Bal reiterated the importance of culture when it comes to outsourcing. Firms with a strong culture, he argued, are better placed to take advantage of outsourcing because the overseas teams can more clearly understand the standards they’re expected to meet.
“What’s holding firms back is being stuck in the old ways – paper-based systems, not moving forward with technology and advisory.” – Sam Patel
Everyone agreed that taking full advantage of software and technology is central to achieving efficiency.
“It’s been a journey with software,” said Bal. “Cloud software is more responsive, faster to update and it’s facilitated a quicker way of working.”
Chris talked about the shift to a digital-first mindset. Recruiting new staff using video interviews and electronic contracts not only saved time and money, it also helped attract the right kind of people. “Digitally-native decision makers are what we’re getting now,” he said.
That was echoed by Will: “There’s never been a more exciting time to be an accountant.” He argues we’re seeing a generational shift in the industry with millennials, at home with technology in every way, increasingly in charge.
Technology brings challenges, too. Chris pointed out that scams have become more sophisticated and more targeted. “Because they work, it’s worth the time and effort to construct a convincing scam,” he said. “It’s not a technical challenge – it’s an education and training piece.”
Outsourcing vs hiring
“As you grow, you’ll want someone 100% focused on marketing, but there’s always going to be a degree of outsourcing. Who can afford to hire a copywriter or graphic designer?” – Alex Tucker
Mike observed that accountancy firms often employ a marketing professional and think that’s it, job done – why should I have to pay for any other marketing services? “There’s no budget, no designers, no copywriting,” he said. “They can’t do everything.”
Chris said this chimed with his experience in IT: “Can one person handle alerts in the middle of the night when things break? How do you cover holiday? From fixing printers to IT strategy – that’s a broad range of stuff for one person to cover, or even a small team.
Outsourcing can give you access to 20 people with different skills for the price of two permanent staff.”
Sam, who runs Diamond Outsourcing with Bal, is a strong advocate of outsourcing, as you might expect. It can save on the cost of hiring; allows you to take on jobs beyond your expertise; and frees you up to concentrate on upselling and advisory work.

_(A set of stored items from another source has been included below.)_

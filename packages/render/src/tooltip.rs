//! Per-dataset tooltip text.
//!
//! Tooltips are small HTML fragments with `<br>` line breaks. Missing
//! attributes render as `N/A` and unknown category codes fall back to a
//! synthesized label, so building a tooltip never fails.

use mobility_map_dataset::Feature;
use mobility_map_dataset::collisions::{DATE_COLUMN, YEAR_COLUMN};
use mobility_map_dataset::loader::LENGTH_COLUMN;
use mobility_map_dataset_models::collision::is_flag_set;
use mobility_map_dataset_models::labels::{label_or_code, label_or_unknown};
use mobility_map_dataset_models::{CollisionCharacteristic, DatasetId, Dimension};

const MISSING: &str = "N/A";

/// Tooltip for a feature of `dataset`.
#[must_use]
pub fn tooltip(dataset: DatasetId, feature: &Feature) -> String {
    match dataset {
        DatasetId::Junctions => junction(feature),
        DatasetId::TrafficControls => traffic_control(feature),
        DatasetId::Collisions => collision(feature),
        DatasetId::TrafficCalming => traffic_calming(feature),
        DatasetId::StreetLights => street_light(feature),
        DatasetId::Centrelines => centreline(feature),
    }
}

#[must_use]
pub fn junction(feature: &Feature) -> String {
    format!(
        "Junction Type: {}<br>{}",
        unknown_label(feature, Dimension::JunctionType, "JUNCTION_T"),
        lon_lat(feature)
    )
}

#[must_use]
pub fn traffic_control(feature: &Feature) -> String {
    format!(
        "Control Type: {}<br>{}",
        unknown_label(feature, Dimension::TrafficControlType, "CONTROL_TY"),
        lon_lat(feature)
    )
}

#[must_use]
pub fn collision(feature: &Feature) -> String {
    let date: String = text(feature, DATE_COLUMN).chars().take(10).collect();
    let mut out = format!("Year: {}<br>Date: {date}", text(feature, YEAR_COLUMN));

    let present: Vec<&str> = CollisionCharacteristic::all()
        .iter()
        .filter(|c| is_flag_set(feature.property(c.column())))
        .map(|c| c.tooltip_label())
        .collect();
    if !present.is_empty() {
        out.push_str("<br>");
        out.push_str(&present.join(", "));
    }

    out.push_str("<br>");
    out.push_str(&lon_lat(feature));
    out
}

#[must_use]
pub fn traffic_calming(feature: &Feature) -> String {
    let kind = feature.code("ASSETCODE").map_or_else(
        || MISSING.to_string(),
        |code| label_or_code(Dimension::TrafficCalmingAssetCode, &code),
    );
    format!(
        "Type: {kind}<br>Install Year: {}<br>Location: {}<br>{}",
        text(feature, "INSTYR"),
        text(feature, "LOCATION"),
        lon_lat(feature)
    )
}

#[must_use]
pub fn street_light(feature: &Feature) -> String {
    let light_use = feature.code("LIGHTUSE").map_or_else(
        || MISSING.to_string(),
        |code| label_or_code(Dimension::StreetLightUse, &code),
    );
    format!(
        "Material: {}<br>Use: {light_use}<br>Setback: {}<br>Install Year: {}<br>{}",
        text(feature, "MAT"),
        text(feature, "SETBACK"),
        text(feature, "INSTYR"),
        lon_lat(feature)
    )
}

#[must_use]
pub fn centreline(feature: &Feature) -> String {
    format!(
        "Name: {}<br>From: {}<br>To: {}<br>Class: {}<br>Length: {:.1}m",
        text(feature, "full_name"),
        text(feature, "from_str"),
        text(feature, "to_str"),
        text(feature, "st_class"),
        feature.number(LENGTH_COLUMN).unwrap_or(0.0)
    )
}

fn text(feature: &Feature, column: &str) -> String {
    feature
        .text(column)
        .unwrap_or_else(|| MISSING.to_string())
}

fn unknown_label(feature: &Feature, dimension: Dimension, column: &str) -> String {
    feature.code(column).map_or_else(
        || format!("Unknown Type {MISSING}"),
        |code| label_or_unknown(dimension, &code),
    )
}

fn lon_lat(feature: &Feature) -> String {
    feature.anchor().map_or_else(
        || format!("Lon: {MISSING}<br>Lat: {MISSING}"),
        |p| format!("Lon: {:.5}<br>Lat: {:.5}", p.x(), p.y()),
    )
}

#[cfg(test)]
mod tests {
    use super::*;
    use geo::{Geometry, LineString, Point};
    use serde_json::json;

    fn point(props: serde_json::Value) -> Feature {
        Feature::new(
            Geometry::Point(Point::new(-63.5923, 44.6496)),
            props.as_object().cloned().unwrap_or_default(),
        )
    }

    #[test]
    fn junction_tooltip_uses_label_and_coordinates() {
        assert_eq!(
            junction(&point(json!({ "JUNCTION_T": 2 }))),
            "Junction Type: Dead End<br>Lon: -63.59230<br>Lat: 44.64960"
        );
    }

    #[test]
    fn unknown_codes_fall_back_gracefully() {
        assert!(traffic_control(&point(json!({ "CONTROL_TY": 99 })))
            .starts_with("Control Type: Unknown Type 99<br>"));
        assert!(junction(&point(json!({}))).starts_with("Junction Type: Unknown Type N/A<br>"));
        assert!(traffic_calming(&point(json!({ "ASSETCODE": "XYZABC" })))
            .starts_with("Type: XYZABC<br>Install Year: N/A<br>Location: N/A<br>"));
    }

    #[test]
    fn collision_tooltip_lists_present_characteristics() {
        let tip = collision(&point(json!({
            "Year": 2021,
            "ACCIDENT_D": "2021-03-04T00:00:00",
            "PEDESTRIAN": "Y",
            "FATAL_INJU": "yes",
            "BICYCLE_CO": "n",
        })));
        assert_eq!(
            tip,
            "Year: 2021<br>Date: 2021-03-04<br>Fatal/Injury, Pedestrian<br>Lon: -63.59230<br>Lat: 44.64960"
        );
    }

    #[test]
    fn street_light_tooltip_labels_use() {
        let tip = street_light(&point(json!({
            "LIGHTUSE": "PARK",
            "MAT": "STEEL",
            "SETBACK": "UNKN",
            "INSTYR": 2019,
        })));
        assert!(tip.starts_with("Material: STEEL<br>Use: Park Light<br>Setback: UNKN<br>Install Year: 2019<br>"));
    }

    #[test]
    fn centreline_tooltip_rounds_length() {
        let line = Feature::new(
            Geometry::LineString(LineString::from(vec![(0.0, 0.0), (1.0, 1.0)])),
            json!({ "full_name": "ROBIE ST", "st_class": 5, "length_m": 333.456 })
                .as_object()
                .cloned()
                .unwrap_or_default(),
        );
        assert_eq!(
            centreline(&line),
            "Name: ROBIE ST<br>From: N/A<br>To: N/A<br>Class: 5<br>Length: 333.5m"
        );
    }
}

Talking to outside experts is also a good way to diagnose problems in your business you might not have noticed yourself. For example, Sam said requests for outsourcing sometimes turn into systems reviews. “They haven’t had time to look up at the horizon and see what’s out there,” he said.

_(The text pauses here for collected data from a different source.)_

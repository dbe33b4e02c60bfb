#![cfg_attr(feature = "fail-on-warnings", deny(warnings))]
#![warn(clippy::all, clippy::pedantic, clippy::nursery, clippy::cargo)]
#![allow(clippy::multiple_crate_versions, clippy::cargo_common_metadata)]

//! Shared vocabulary for the mobility map.
//!
//! Defines the six municipal datasets, the nine independently filterable
//! dimensions over them, the raw category [`Code`] type together with the
//! user-facing [`SelectionSet`] and its order-independent [`SelectionKey`],
//! and the static lookup tables (category labels, length buckets,
//! collision characteristics, basemaps) used by every other crate.

pub mod basemap;
pub mod bucket;
pub mod code;
pub mod collision;
pub mod labels;

use serde::{Deserialize, Serialize};
use strum_macros::{AsRefStr, Display, EnumString};

pub use basemap::{Basemap, MapViewport};
pub use bucket::LengthBucket;
pub use code::{Code, SelectionKey, SelectionSet};
pub use collision::CollisionCharacteristic;

/// One of the municipal datasets shown on the map.
#[derive(
    Debug,
    Clone,
    Copy,
    PartialEq,
    Eq,
    PartialOrd,
    Ord,
    Hash,
    Serialize,
    Deserialize,
    Display,
    EnumString,
    AsRefStr,
)]
#[serde(rename_all = "snake_case")]
#[strum(serialize_all = "snake_case")]
pub enum DatasetId {
    /// Street junction points.
    Junctions,
    /// Traffic control locations (signals, stops, beacons).
    TrafficControls,
    /// Traffic-calming installations (humps, tables, bump-outs).
    TrafficCalming,
    /// Street lights.
    StreetLights,
    /// Street centreline segments.
    Centrelines,
    /// Collision records, partitioned into one file per year.
    Collisions,
}

impl DatasetId {
    /// Returns all variants in render order.
    #[must_use]
    pub const fn all() -> &'static [Self] {
        &[
            Self::Junctions,
            Self::TrafficControls,
            Self::Collisions,
            Self::TrafficCalming,
            Self::StreetLights,
            Self::Centrelines,
        ]
    }

    /// The single-file datasets that must load for the viewer to start.
    #[must_use]
    pub const fn required() -> &'static [Self] {
        &[
            Self::Junctions,
            Self::TrafficControls,
            Self::StreetLights,
            Self::TrafficCalming,
            Self::Centrelines,
        ]
    }

    /// Name used in the rendered summary.
    #[must_use]
    pub const fn display_name(self) -> &'static str {
        match self {
            Self::Junctions => "Junctions",
            Self::TrafficControls => "Traffic controls",
            Self::TrafficCalming => "Traffic Calming",
            Self::StreetLights => "Street Lights",
            Self::Centrelines => "Street Centrelines",
            Self::Collisions => "Collisions",
        }
    }

    /// Prefix of every overlay layer name built from this dataset.
    #[must_use]
    pub const fn layer_prefix(self) -> &'static str {
        match self {
            Self::Junctions => "JunctionsLayer",
            Self::TrafficControls => "TrafficControlsLayer",
            Self::TrafficCalming => "TrafficCalmingLayer",
            Self::StreetLights => "StreetLightsLayer",
            Self::Centrelines => "StreetCentrelinesLayer",
            Self::Collisions => "TrafficCollisionsLayer",
        }
    }

    /// Filter dimensions that apply to this dataset, in layer-name order.
    #[must_use]
    pub const fn dimensions(self) -> &'static [Dimension] {
        match self {
            Self::Junctions => &[Dimension::JunctionType],
            Self::TrafficControls => &[Dimension::TrafficControlType],
            Self::TrafficCalming => &[Dimension::TrafficCalmingAssetCode],
            Self::StreetLights => &[Dimension::StreetLightUse, Dimension::StreetLightMaterial],
            Self::Centrelines => &[Dimension::CentrelineLength, Dimension::CentrelineClass],
            Self::Collisions => &[
                Dimension::CollisionYear,
                Dimension::CollisionCharacteristic,
            ],
        }
    }
}

/// An independently filterable attribute axis.
#[derive(
    Debug,
    Clone,
    Copy,
    PartialEq,
    Eq,
    PartialOrd,
    Ord,
    Hash,
    Serialize,
    Deserialize,
    Display,
    EnumString,
    AsRefStr,
)]
#[serde(rename_all = "snake_case")]
#[strum(serialize_all = "snake_case")]
pub enum Dimension {
    /// Junction type code (`JUNCTION_T`).
    JunctionType,
    /// Traffic control type code (`CONTROL_TY`).
    TrafficControlType,
    /// Collision year (one file per year).
    CollisionYear,
    /// Collision characteristic flag (see [`CollisionCharacteristic`]).
    CollisionCharacteristic,
    /// Traffic-calming asset code (`ASSETCODE`).
    TrafficCalmingAssetCode,
    /// Street light use (`LIGHTUSE`).
    StreetLightUse,
    /// Street light pole material (`MAT`).
    StreetLightMaterial,
    /// Centreline length bucket (derived `length_bucket`).
    CentrelineLength,
    /// Centreline street classification (`st_class`).
    CentrelineClass,
}

impl Dimension {
    /// Returns all variants in form order.
    #[must_use]
    pub const fn all() -> &'static [Self] {
        &[
            Self::JunctionType,
            Self::TrafficControlType,
            Self::CollisionYear,
            Self::CollisionCharacteristic,
            Self::TrafficCalmingAssetCode,
            Self::StreetLightUse,
            Self::StreetLightMaterial,
            Self::CentrelineLength,
            Self::CentrelineClass,
        ]
    }

    /// The dataset this dimension filters.
    #[must_use]
    pub const fn dataset(self) -> DatasetId {
        match self {
            Self::JunctionType => DatasetId::Junctions,
            Self::TrafficControlType => DatasetId::TrafficControls,
            Self::CollisionYear | Self::CollisionCharacteristic => DatasetId::Collisions,
            Self::TrafficCalmingAssetCode => DatasetId::TrafficCalming,
            Self::StreetLightUse | Self::StreetLightMaterial => DatasetId::StreetLights,
            Self::CentrelineLength | Self::CentrelineClass => DatasetId::Centrelines,
        }
    }

    /// The attribute column an equality filter on this dimension reads.
    ///
    /// `None` for the collision dimensions: years select files and
    /// characteristics each map to their own flag column.
    #[must_use]
    pub const fn column(self) -> Option<&'static str> {
        match self {
            Self::JunctionType => Some("JUNCTION_T"),
            Self::TrafficControlType => Some("CONTROL_TY"),
            Self::CollisionYear | Self::CollisionCharacteristic => None,
            Self::TrafficCalmingAssetCode => Some("ASSETCODE"),
            Self::StreetLightUse => Some("LIGHTUSE"),
            Self::StreetLightMaterial => Some("MAT"),
            Self::CentrelineLength => Some("length_bucket"),
            Self::CentrelineClass => Some("st_class"),
        }
    }

    /// Heading shown next to the form control.
    #[must_use]
    pub const fn control_label(self) -> &'static str {
        match self {
            Self::JunctionType => "Junctions",
            Self::TrafficControlType => "Traffic Controls",
            Self::CollisionYear => "Collisions (year)",
            Self::CollisionCharacteristic => "Collisions (type)",
            Self::TrafficCalmingAssetCode => "Traffic Calming",
            Self::StreetLightUse => "Street Lights (Use)",
            Self::StreetLightMaterial => "Street Lights (Material)",
            Self::CentrelineLength => "Street Segments (Length)",
            Self::CentrelineClass => "Street Segments (Classification)",
        }
    }

    /// Background colour of the form control heading.
    #[must_use]
    pub const fn control_color(self) -> &'static str {
        match self {
            Self::JunctionType => "#1976d2",
            Self::TrafficControlType => "#d32f2f",
            Self::CollisionYear | Self::CollisionCharacteristic => "#ff9800",
            Self::TrafficCalmingAssetCode => "#008080",
            Self::StreetLightUse | Self::StreetLightMaterial => "#DAA520",
            Self::CentrelineLength | Self::CentrelineClass => "#1565c0",
        }
    }
}
//! Prints what the catalog loaded: sizes, columns and collision years.

use mobility_map_dataset::Catalog;
use mobility_map_dataset_models::DatasetId;

pub fn run(catalog: &Catalog) {
    println!();
    for id in DatasetId::all() {
        if *id == DatasetId::Collisions {
            continue;
        }
        let dataset = catalog.dataset(*id);
        println!("{} ({} features)", id.display_name(), dataset.len());
        let columns: Vec<&str> = dataset.columns().iter().map(String::as_str).collect();
        println!("  columns: {}", columns.join(", "));
    }

    let collisions = catalog.collisions();
    let totals = collisions.totals();
    println!();
    println!(
        "{} ({})",
        DatasetId::Collisions.display_name(),
        collisions.directory().display()
    );
    if totals.by_year.is_empty() {
        println!("  no year files found");
    }
    for (year, count) in &totals.by_year {
        let note = if totals.failed_years.contains(year) {
            " (unreadable)"
        } else {
            ""
        };
        println!("  {year}: {count}{note}");
    }
    for (characteristic, count) in &totals.by_characteristic {
        println!("  {}: {count}", characteristic.display_label());
    }

    println!();
    println!("Loaded in {:.3}s", catalog.load_elapsed().as_secs_f64());
}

Chris agreed, saying that his IT support clients often “think they need support but the bit they’re missing is strategy”.
“We often get people saying they need help with social media or some SEO,” said Alex, “but, really without understanding the challenge they’ve really got.

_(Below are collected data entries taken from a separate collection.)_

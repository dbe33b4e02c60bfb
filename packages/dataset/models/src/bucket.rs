//! Fixed length classes for street centreline segments.

/// Increasing bucket boundaries in metres. Bucket `i` spans
/// `(BOUNDARIES[i], BOUNDARIES[i + 1]]`; the first bucket also includes
/// zero and the last one is open-ended so no measured length falls
/// outside every bucket.
pub const LENGTH_BUCKET_BOUNDARIES: [f64; 11] = [
    0.0, 56.0, 90.0, 117.0, 150.0, 195.0, 251.0, 331.0, 450.0, 708.0, 42_587.0,
];

/// One of the ten centreline length classes.
#[derive(Debug, Clone, Copy, PartialEq, Eq, PartialOrd, Ord, Hash)]
pub struct LengthBucket(u8);

impl LengthBucket {
    /// Number of buckets.
    pub const COUNT: usize = LENGTH_BUCKET_BOUNDARIES.len() - 1;

    /// All buckets, shortest first.
    pub fn all() -> impl Iterator<Item = Self> {
        #[allow(clippy::cast_possible_truncation)]
        (0..Self::COUNT).map(|i| Self(i as u8))
    }

    /// Returns the bucket at `index`, if in range.
    #[must_use]
    pub fn from_index(index: usize) -> Option<Self> {
        #[allow(clippy::cast_possible_truncation)]
        (index < Self::COUNT).then(|| Self(index as u8))
    }

    /// Zero-based position of this bucket.
    #[must_use]
    pub const fn index(self) -> usize {
        self.0 as usize
    }

    /// Classifies a ground length in metres.
    ///
    /// Returns `None` only for negative or non-finite lengths.
    #[must_use]
    pub fn classify(length_m: f64) -> Option<Self> {
        if !length_m.is_finite() || length_m < 0.0 {
            return None;
        }
        let index = LENGTH_BUCKET_BOUNDARIES[1..Self::COUNT]
            .iter()
            .position(|upper| length_m <= *upper)
            .unwrap_or(Self::COUNT - 1);
        Self::from_index(index)
    }

    /// Whether `length_m` lies inside this bucket's range.
    #[must_use]
    pub fn contains(self, length_m: f64) -> bool {
        let lower = LENGTH_BUCKET_BOUNDARIES[self.index()];
        let upper = LENGTH_BUCKET_BOUNDARIES[self.index() + 1];
        let above_lower = if self.index() == 0 {
            length_m >= lower
        } else {
            length_m > lower
        };
        let below_upper = self.index() == Self::COUNT - 1 || length_m <= upper;
        above_lower && below_upper
    }

    /// Display label, e.g. `"57–90m"`.
    #[must_use]
    pub fn label(self) -> String {
        let lower = LENGTH_BUCKET_BOUNDARIES[self.index()];
        let upper = LENGTH_BUCKET_BOUNDARIES[self.index() + 1];
        format!("{}–{}m", lower + 1.0, upper)
    }

    /// Parses a label produced by [`Self::label`].
    #[must_use]
    pub fn from_label(label: &str) -> Option<Self> {
        Self::all().find(|bucket| bucket.label() == label)
    }
}

impl std::fmt::Display for LengthBucket {
    fn fmt(&self, f: &mut std::fmt::Formatter<'_>) -> std::fmt::Result {
        f.write_str(&self.label())
    }
}
//! Rendered-point totals and phase timings shown under the map.

use std::time::Duration;

use mobility_map_dataset_models::DatasetId;
use serde::{Serialize, Serializer};

/// Wall time of each phase of one page build.
#[derive(Debug, Clone, Copy, Default, PartialEq, Eq, Serialize)]
#[serde(rename_all = "camelCase")]
pub struct PhaseTimings {
    #[serde(serialize_with = "as_secs")]
    pub data_load: Duration,
    #[serde(serialize_with = "as_secs")]
    pub map_init: Duration,
    #[serde(serialize_with = "as_secs")]
    pub filtering: Duration,
    #[serde(serialize_with = "as_secs")]
    pub map_render: Duration,
}

#[allow(clippy::trivially_copy_pass_by_ref)]
fn as_secs<S: Serializer>(duration: &Duration, serializer: S) -> Result<S::Ok, S::Error> {
    serializer.serialize_f64(duration.as_secs_f64())
}

impl std::fmt::Display for PhaseTimings {
    fn fmt(&self, f: &mut std::fmt::Formatter<'_>) -> std::fmt::Result {
        write!(
            f,
            "**Timing:** Data load: {:.3}s | Map init: {:.3}s | Filtering: {:.3}s | Map render: {:.3}s",
            self.data_load.as_secs_f64(),
            self.map_init.as_secs_f64(),
            self.filtering.as_secs_f64(),
            self.map_render.as_secs_f64(),
        )
    }
}

/// Points drawn per dataset plus timings.
#[derive(Debug, Clone, Default, PartialEq, Eq, Serialize)]
#[serde(rename_all = "camelCase")]
pub struct SummaryReport {
    /// Sum of every per-dataset count.
    pub total: usize,
    /// Non-zero counts, in [`DatasetId::all`] order.
    pub counts: Vec<(DatasetId, usize)>,
    pub timings: PhaseTimings,
}

impl SummaryReport {
    /// Builds a report from per-dataset counts; zero counts are dropped.
    #[must_use]
    pub fn new(counts: impl IntoIterator<Item = (DatasetId, usize)>, timings: PhaseTimings) -> Self {
        let mut counts: Vec<(DatasetId, usize)> =
            counts.into_iter().filter(|(_, n)| *n > 0).collect();
        counts.sort_by_key(|(id, _)| DatasetId::all().iter().position(|d| d == id));
        let total = counts.iter().map(|(_, n)| n).sum();
        Self {
            total,
            counts,
            timings,
        }
    }

    /// Markdown lines: total, one line per dataset, then timings.
    #[must_use]
    pub fn lines(&self) -> Vec<String> {
        std::iter::once(format!("**Total data points rendered:** {}", self.total))
            .chain(
                self.counts
                    .iter()
                    .map(|(id, n)| format!("- {}: {n}", id.display_name())),
            )
            .chain(std::iter::once(self.timings.to_string()))
            .collect()
    }
}

impl std::fmt::Display for SummaryReport {
    fn fmt(&self, f: &mut std::fmt::Formatter<'_>) -> std::fmt::Result {
        f.write_str(&self.lines().join("\n"))
    }
}

#[cfg(test)]
mod tests {
    use super::*;

    #[test]
    fn zero_counts_are_omitted_and_order_is_fixed() {
        let report = SummaryReport::new(
            [
                (DatasetId::StreetLights, 4),
                (DatasetId::TrafficControls, 0),
                (DatasetId::Junctions, 3),
            ],
            PhaseTimings::default(),
        );
        assert_eq!(report.total, 7);
        assert_eq!(
            report.counts,
            [(DatasetId::Junctions, 3), (DatasetId::StreetLights, 4)]
        );
        let lines = report.lines();
        assert_eq!(lines[0], "**Total data points rendered:** 7");
        assert_eq!(lines.len(), 4);
    }

    #[test]
    fn timing_line_uses_three_decimals() {
        let timings = PhaseTimings {
            data_load: Duration::from_millis(1500),
            map_init: Duration::from_millis(2),
            filtering: Duration::from_micros(12_400),
            map_render: Duration::ZERO,
        };
        assert_eq!(
            timings.to_string(),
            "**Timing:** Data load: 1.500s | Map init: 0.002s | Filtering: 0.012s | Map render: 0.000s"
        );
    }

    #[test]
    fn timings_serialize_as_seconds() {
        let value = serde_json::to_value(PhaseTimings {
            data_load: Duration::from_millis(250),
            ..PhaseTimings::default()
        })
        .unwrap();
        assert_eq!(value["dataLoad"], serde_json::json!(0.25));
        assert_eq!(value["mapRender"], serde_json::json!(0.0));
    }
}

What needs to be fixed fundamentally? What are your goals, what are you trying to achieve, what does success look like?”
Mike’s final thoughts
It takes a holistic approach to become efficient and achieve scale in your firm. Make sure you assess each corner of your practice to identify the challenges and create a strategy to fix them.
This might mean taking a blended approach to building your team. There are huge benefits to having both in-house and outsourced support to achieve the scale and efficiency you’re looking for.